Really helping the homeless

May 23, 1994

The Clinton administration's doubling of funds to combat homelessness is an admirable example of putting its money where its mouth is. Admirable not just because the projected $1.7 billion is twice as much as this year's appropriation or triple the amount spent by the previous administration. The program announced by Housing and Urban Development Secretary Henry Cisneros appears not to be another instance of throwing more money at a social problem in hope it would then go away.

The program recognizes that what is termed homelessness is actually a complex of social, physical and mental disabilities, of which the lack of permanent shelter can be a symptom.

For some time, specialists working with the homeless have recognized that the old-fashioned charity approach: "three hots and a cot," or three nourishing meals and a clean place to sleep, often combined with religious proselytizing, doesn't suffice. Different factors -- often in combination -- drive people onto the streets. And they're not the same for men and for the growing number of women and children without a regular home. By combining the efforts of 17 federal agencies, including elements of the Health and Human Services and Veterans Affairs departments, the new program attacks homelessness at all of its roots.
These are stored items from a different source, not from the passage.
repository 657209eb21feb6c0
use std::fmt;

use serde::{Deserialize, Serialize};

/// Target the native peer runs on. Several forwarding operations and one
/// prop behave differently per platform.
#[derive(Debug, Clone, Copy, PartialEq, Eq, Hash, Serialize, Deserialize)]
#[serde(rename_all = "lowercase")]
pub enum Platform {
    Android,
    Ios,
    Desktop,
}

impl Platform {
    pub fn current() -> Self {
        if cfg!(target_os = "android") {
            Platform::Android
        } else if cfg!(target_os = "ios") {
            Platform::Ios
        } else {
            Platform::Desktop
        }
    }
}

impl fmt::Display for Platform {
    fn fmt(&self, f: &mut fmt::Formatter<'_>) -> fmt::Result {
        let name = match self {
            Platform::Android => "Android",
            Platform::Ios => "iOS",
            Platform::Desktop => "desktop",
        };
        f.write_str(name)
    }
}
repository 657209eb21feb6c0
pub mod camera;
pub mod capture;
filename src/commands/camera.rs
use std::sync::Arc;

use tauri::{command, ipc::Channel, AppHandle, Runtime};

use crate::error::Result;
use crate::events::{CameraEvent, EventSink};
use crate::models::{ConstantsResponse, MountRequest, UpdateRequest, ViewState};
use crate::permission::AuthorizationStatus;
use crate::CameraViewExt;

/// Native enumerations plus the status names a view can report
#[command]
pub(crate) async fn get_constants<R: Runtime>(app: AppHandle<R>) -> Result<ConstantsResponse> {
    Ok(ConstantsResponse {
        constants: app.camera_view().manager().bridge().constants().clone(),
        camera_status: AuthorizationStatus::ALL.to_vec(),
    })
}

/// Mount a camera view and start its permission request.
/// Status changes and subscribed callbacks are delivered on `on_event`.
#[command]
pub(crate) async fn mount_camera<R: Runtime>(
    app: AppHandle<R>,
    request: MountRequest,
    on_event: Channel<CameraEvent>,
) -> Result<ViewState> {
    let manager = app.camera_view().manager().clone();
    let sink: EventSink = Arc::new(move |event| {
        if let Err(e) = on_event.send(event) {
            log::warn!("Failed to deliver camera event: {}", e);
        }
    });

    let state = manager
        .mount(request.props, request.events, request.render, sink)
        .await?;

    let view_id = state.view_id.clone();
    tauri::async_runtime::spawn(async move {
        if let Err(e) = manager.authorize(&view_id).await {
            log::warn!("Authorization of camera view {} failed: {}", view_id, e);
        }
    });

    Ok(state)
}

#[command]
pub(crate) async fn update_camera<R: Runtime>(
    app: AppHandle<R>,
    request: UpdateRequest,
) -> Result<ViewState> {
    app.camera_view()
        .manager()
        .update(&request.view_id, request.props, request.events)
        .await
}

#[command]
pub(crate) async fn unmount_camera<R: Runtime>(app: AppHandle<R>, view_id: String) -> Result<()> {
    app.camera_view().manager().unmount(&view_id).await
}

#[command]
pub(crate) async fn get_camera_status<R: Runtime>(
    app: AppHandle<R>,
    view_id: String,
) -> Result<ViewState> {
    app.camera_view().manager().view_state(&view_id).await
}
Even so, Mr. Cisneros has not been able to avoid playing the bureaucratic numbers game. He estimates that on any given night some 600,000 people are homeless in this country, and that over a five-year period perhaps 7 million went without shelter for some time. In fact, the number of nightly homeless could well be half that, or half again as many. No one really knows. Setting fixed targets may be the bureaucrat's equivalent of a security blanket, but they can also become traps, as some homeless advocates have discovered.

Just as difficult is measuring success, so necessary to justifying government programs. Given the variety and severity of ills that drive people to the streets, the batting average is never going to be very high. Nor will it be easy to calculate precisely, since the benchmark will vary from case to case. Nevertheless, it's clear a substantial number of people live on the streets. An intelligently managed, adequately financed program to help the homeless overcome their problems is welcome, as long as it is not suffocated by ham-handed bureaucracy or drowned in political blather.